News Detail Banner
All News & Events

Article: February 2013 Trial Practice Update

February 01, 2013
Business Litigation Reports


Court Rules Jury Voir Dire Must Be Public
. The Second Circuit recently reversed a criminal conviction because the public had been excluded from the courtroom during jury selection. In the case of United States v. Gupta, the courtroom deputy had asked the defendant’s brother and girlfriend to leave the courtroom because there were insufficient seats for them in the gallery along with the jury venire of 70 people. The deputy informed the two that they would be welcome back in the courtroom after jury selection was complete. The defense did not lodge an objection. Voir dire was uneventful, and the defendant’s brother and girlfriend watched the balance of the trial. Mr. Gupta was convicted of immigration fraud and sentenced to more than four years in prison.

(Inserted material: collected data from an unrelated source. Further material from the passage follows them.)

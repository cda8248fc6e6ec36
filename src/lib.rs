//! Decision core of a microcontroller bootloader that chain-loads multiboot-style images.
//!
//! On every reset the bootloader either stays resident, to receive new firmware, or picks one of
//! the modules registered at build time, validates the header embedded in it and jumps to it.
//!
//! * [`registry`]: the compile-time table of modules.
//! * [`header`]: locating and decoding the tagged image header.
//! * [`validate`]: cross-module checks, producing a [`validate::CertifiedImage`].
//! * [`decision`]: the reset-cause and double-tap state machine.
//! * [`boot`]: the control transfer.
#![no_std]

pub(crate) mod fmt;

pub mod boot;
pub mod decision;
pub mod flash;
pub mod header;
pub mod loader;
pub mod memory;
pub mod registry;
pub mod state;
pub mod validate;

#[cfg(test)]
extern crate std;

#[cfg(test)]
mod mock;

/// What caused the processor to come out of reset.
#[cfg_attr(feature = "defmt", derive(defmt::Format))]
#[derive(Clone, Copy, PartialEq, Eq, Debug)]
pub enum ResetCause {
    /// Power-on or brown-out; RAM contents are undefined.
    PowerOn,
    /// External pin, watchdog or software reset; RAM contents survive.
    Warm,
}

/// Status shown to the operator, rendered by the board (e.g. as an LED color).
#[cfg_attr(feature = "defmt", derive(defmt::Format))]
#[derive(Clone, Copy, PartialEq, Eq, Debug)]
pub enum Status {
    /// About to hand control to an image.
    Leave,
    /// Asked to boot, but no module passed validation.
    NoImage,
}

/// The parts of a concrete board the boot decision depends on.
#[allow(async_fn_in_trait)]
pub trait Board {
    fn reset_cause(&self) -> ResetCause;

    /// Free-running tick counter, allowed to wrap.
    fn ticks(&self) -> u32;

    /// Whether the USB stack has been enumerated by a host.
    fn is_usb_enumerated(&self) -> bool;

    fn signal_status(&mut self, status: Status);

    async fn delay_ms(&mut self, ms: u32);
}

/// Build-time configuration of the bootloader.
#[derive(Clone, Copy, PartialEq, Eq, Debug)]
pub struct Config {
    /// Start of the first application, whose reset vector is sanity checked on every reset.
    pub app_start: u32,
    /// Last valid flash address.
    pub flash_end: u32,
    /// Alignment required for a module's vector table: a power of two, at least 128.
    pub vector_table_align: u32,
    /// Open a window after a warm reset in which a second reset enters the bootloader.
    pub double_tap: bool,
    /// After a warm reset, wait up to `quick_boot_horizon` ticks, or until USB enumerates, before
    /// booting.
    pub quick_boot: bool,
    /// Length of the double-tap window.
    pub settle_delay_ms: u32,
    /// Length of the quick-boot window, in ticks.
    pub quick_boot_horizon: u32,
}

impl Config {
    pub const fn new(app_start: u32, flash_end: u32) -> Self {
        Self {
            app_start,
            flash_end,
            vector_table_align: validate::MIN_VECTOR_TABLE_ALIGN,
            double_tap: true,
            quick_boot: false,
            settle_delay_ms: 500,
            quick_boot_horizon: 50,
        }
    }
}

After the trial, Mr. Gupta objected to the exclusion of his brother and girlfriend. The Court of Appeals, following the Supreme Court decisions in Waller v. Georgia, 467 U.S. 39 (1984) and Pressley v. Georgia, 558 U.S. 209 (2010) held that a courtroom cannot be closed simply to accommodate a large panel of prospective jurors, nor can a courtroom be closed to protect the panel from contact with the public. The court also rejected the Government’s argument that the closure was trivial because voir dire was not contentious. The court wrote that “it is the openness of the proceeding itself, regardless of what actually transpires,” that imparts public confidence in our system of justice.

The Court of Appeals also rejected the Government’s argument that Mr. Gupta forfeited his challenge to the courtroom closure by not raising it contemporaneously with the exclusion of his brother and girlfriend. The court rejected this argument for two reasons: first, the evidence was not clear that Mr. Gupta had been aware of the exclusion at the time. Second, the record was clear that Mr. Gupta’s trial counsel was unaware of the exclusion of the brother and girlfriend. The court refused to find waiver if counsel was ignorant of the basis for the need to object. The Second Circuit therefore vacated Mr. Gupta’s conviction and sentence. Regardless of courtroom space, criminal trials in the federal courts must remain open to the public.

Deprivation of Rebuttal Summation Leads to Reversal. In Wagner v. County of Maricopa, decided late last year, the Ninth Circuit reversed a civil case after trial because the judge refused to allow the plaintiff to do a rebuttal summation. The plaintiff in Wagner sued the county after an inmate died in custody. The case proceeded to trial in the District of Arizona. After the plaintiff delivered its principal summation, which lasted an hour, the trial court informed the plaintiff that there would be no rebuttal summation despite the practice in the District of Arizona for the plaintiff to speak last. The county delivered its summation and then the jury returned a defense verdict. The Ninth Circuit held that while a court may manage a trial in its discretion, the trial court cannot deprive a plaintiff of a rebuttal summation without notice. One dissenting judge noted that a party is only entitled to principal closing argument, and no rule requires that a plaintiff be given the opportunity for a rebuttal summation. But that view did not carry the day, and the rest of the Ninth Circuit rejected the county’s motion for rehearing en banc. So the rule in the federal courts of the Ninth Circuit is that a plaintiff cannot be deprived of a rebuttal summation without notice.